Faculty Diversity = Institutional Excellence

The Office of the Provost maintains a firm commitment to diversity, equity and inclusion. Faculty Affairs is driven by the imperative to improve the quality of faculty life at LUC, including enhancing the diversity of our faculty body and building a stronger culture of equity and inclusion.

A diverse faculty enhances the intellectual rigor of our scholarship and teaching, exposes students to a broader range of scholarly ideas and approaches, offers students diverse role models and mentors, and contributes directly to yielding better educational outcomes for all students. Importantly, prioritizing racial and ethnic diversity in hiring is not and should not be viewed as contradictory and/or antithetical to hiring for academic excellence and institutional mission.

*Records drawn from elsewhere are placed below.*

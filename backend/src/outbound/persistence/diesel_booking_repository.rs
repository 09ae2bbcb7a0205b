//! Diesel-backed repository for the seven bookable service kinds.
//!
//! The tables differ only in their descriptive columns, so the seven
//! [`BookingRepository`] impls are generated by one macro over the kind's
//! table, row, insert, and changeset types. Every mutation computes the
//! monetary delta and feeds it to the aggregate adjuster inside the same
//! transaction as the row write.

use async_trait::async_trait;
use chrono::Utc;
use diesel::prelude::*;
use diesel_async::scoped_futures::ScopedFutureExt as _;
use diesel_async::{AsyncConnection, RunQueryDsl};
use uuid::Uuid;

use crate::domain::bookings::car_rental::CarRental;
use crate::domain::bookings::cruise::Cruise;
use crate::domain::bookings::excursion::Excursion;
use crate::domain::bookings::flight::Flight;
use crate::domain::bookings::hotel::Hotel;
use crate::domain::bookings::medical_assist::MedicalAssist;
use crate::domain::bookings::transfer::Transfer;
use crate::domain::bookings::BookingResource;
use crate::domain::ports::{BookingRepository, StorageError};
use crate::domain::UserId;

use super::models::{
    CarRentalRow, CarRentalRowUpdate, CruiseRow, CruiseRowUpdate, ExcursionRow,
    ExcursionRowUpdate, FlightRow, FlightRowUpdate, HotelRow, HotelRowUpdate, MedicalAssistRow,
    MedicalAssistRowUpdate, NewCarRentalRow, NewCruiseRow, NewExcursionRow, NewFlightRow,
    NewHotelRow, NewMedicalAssistRow, NewTransferRow, TransferRow, TransferRowUpdate,
};
use super::pool::DbPool;
use super::schema::{
    car_rentals, cruises, excursions, flights, hotels, medical_assists, transfers,
};
use super::touch::touch_reservation;

/// Bookable service persistence backed by PostgreSQL via Diesel.
///
/// One value serves all seven kinds; the kind is picked by the
/// [`BookingRepository`] impl the caller goes through.
#[derive(Clone)]
pub struct DieselBookingRepository {
    pool: DbPool,
}

impl DieselBookingRepository {
    /// Create a repository backed by `pool`.
    pub fn new(pool: DbPool) -> Self {
        Self { pool }
    }
}

macro_rules! booking_repository_impl {
    ($kind:ty, $table:ident, $row:ty, $new_row:ty, $changeset:ty, $order:expr) => {
        #[async_trait]
        impl BookingRepository<$kind> for DieselBookingRepository {
            async fn create(
                &self,
                reservation_id: Uuid,
                actor: &UserId,
                new: &<$kind as BookingResource>::New,
            ) -> Result<$kind, StorageError> {
                let actor_id = *actor.as_uuid();
                let delta = new.money.as_creation_delta();
                let row =
                    <$new_row>::from_new(new, Uuid::new_v4(), reservation_id, actor_id, Utc::now());
                let mut conn = self.pool.get().await?;

                conn.transaction(|conn| {
                    async move {
                        let inserted: $row = diesel::insert_into($table::table)
                            .values(&row)
                            .returning(<$row>::as_returning())
                            .get_result(conn)
                            .await?;

                        touch_reservation(conn, reservation_id, actor_id, Some(&delta)).await?;

                        inserted.try_into()
                    }
                    .scope_boxed()
                })
                .await
            }

            async fn find(&self, id: Uuid) -> Result<Option<$kind>, StorageError> {
                let mut conn = self.pool.get().await?;
                let row: Option<$row> = $table::table
                    .find(id)
                    .select(<$row>::as_select())
                    .first(&mut conn)
                    .await
                    .optional()?;

                row.map(TryInto::try_into).transpose()
            }

            async fn list_for_reservation(
                &self,
                reservation_id: Uuid,
            ) -> Result<Vec<$kind>, StorageError> {
                let mut conn = self.pool.get().await?;
                let rows: Vec<$row> = $table::table
                    .filter($table::reservation_id.eq(reservation_id))
                    .order($order.asc())
                    .select(<$row>::as_select())
                    .load(&mut conn)
                    .await?;

                rows.into_iter().map(TryInto::try_into).collect()
            }

            async fn update(
                &self,
                id: Uuid,
                actor: &UserId,
                changes: &<$kind as BookingResource>::Changes,
            ) -> Result<$kind, StorageError> {
                let actor_id = *actor.as_uuid();
                let changeset = <$changeset>::from_changes(changes, actor_id, Utc::now());
                let mut conn = self.pool.get().await?;

                conn.transaction(|conn| {
                    async move {
                        let locked: Option<$row> = $table::table
                            .find(id)
                            .for_update()
                            .select(<$row>::as_select())
                            .first(conn)
                            .await
                            .optional()?;
                        let current = locked.ok_or_else(|| {
                            StorageError::not_found(<$kind as BookingResource>::KIND)
                        })?;
                        let old_money = current.money()?;

                        let updated: $row = diesel::update($table::table.find(id))
                            .set(&changeset)
                            .returning(<$row>::as_returning())
                            .get_result(conn)
                            .await?;
                        let new_money = updated.money()?;

                        let delta = new_money.delta_from(&old_money);
                        touch_reservation(
                            conn,
                            current.reservation_id,
                            actor_id,
                            Some(&delta),
                        )
                        .await?;

                        updated.try_into()
                    }
                    .scope_boxed()
                })
                .await
            }

            async fn remove(&self, id: Uuid, actor: &UserId) -> Result<Uuid, StorageError> {
                let actor_id = *actor.as_uuid();
                let mut conn = self.pool.get().await?;

                conn.transaction(|conn| {
                    async move {
                        let deleted: Option<$row> = diesel::delete($table::table.find(id))
                            .returning(<$row>::as_returning())
                            .get_result(conn)
                            .await
                            .optional()?;
                        let row = deleted.ok_or_else(|| {
                            StorageError::not_found(<$kind as BookingResource>::KIND)
                        })?;

                        let delta = row.money()?.as_removal_delta();
                        touch_reservation(conn, row.reservation_id, actor_id, Some(&delta))
                            .await?;

                        Ok(row.id)
                    }
                    .scope_boxed()
                })
                .await
            }
        }
    };
}

booking_repository_impl!(Hotel, hotels, HotelRow, NewHotelRow, HotelRowUpdate, hotels::check_in);
booking_repository_impl!(
    Flight,
    flights,
    FlightRow,
    NewFlightRow,
    FlightRowUpdate,
    flights::departs_at
);
booking_repository_impl!(
    Cruise,
    cruises,
    CruiseRow,
    NewCruiseRow,
    CruiseRowUpdate,
    cruises::departs_at
);
booking_repository_impl!(
    Transfer,
    transfers,
    TransferRow,
    NewTransferRow,
    TransferRowUpdate,
    transfers::pickup_at
);
booking_repository_impl!(
    Excursion,
    excursions,
    ExcursionRow,
    NewExcursionRow,
    ExcursionRowUpdate,
    excursions::starts_at
);
booking_repository_impl!(
    MedicalAssist,
    medical_assists,
    MedicalAssistRow,
    NewMedicalAssistRow,
    MedicalAssistRowUpdate,
    medical_assists::starts_at
);
booking_repository_impl!(
    CarRental,
    car_rentals,
    CarRentalRow,
    NewCarRentalRow,
    CarRentalRowUpdate,
    car_rentals::pickup_at
);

Retaining Historically Underrepresented Faculty: A Few Strategies

Create an inclusive culture within the University and within the academic unit

  • Make sure that department/school-wide service is equitably distributed among faculty - *note faculty of color and women tend to perform more institutional service than their white, male counterparts
  • Recognize and celebrate diverse scholarship and knowledge areas by inviting guest speakers from historically underrepresented groups throughout the academic year (as opposed to limiting such events to Black History month, for example)

Provide mentoring and sponsorship opportunities

  • Offer access to opportunities for new faculty, especially publication and collaboration
  • Budget for one or two early career women or faculty of color to attend a national professional development conference
  • Normalize sharing successful grant proposals, promotion and tenure documents, etc.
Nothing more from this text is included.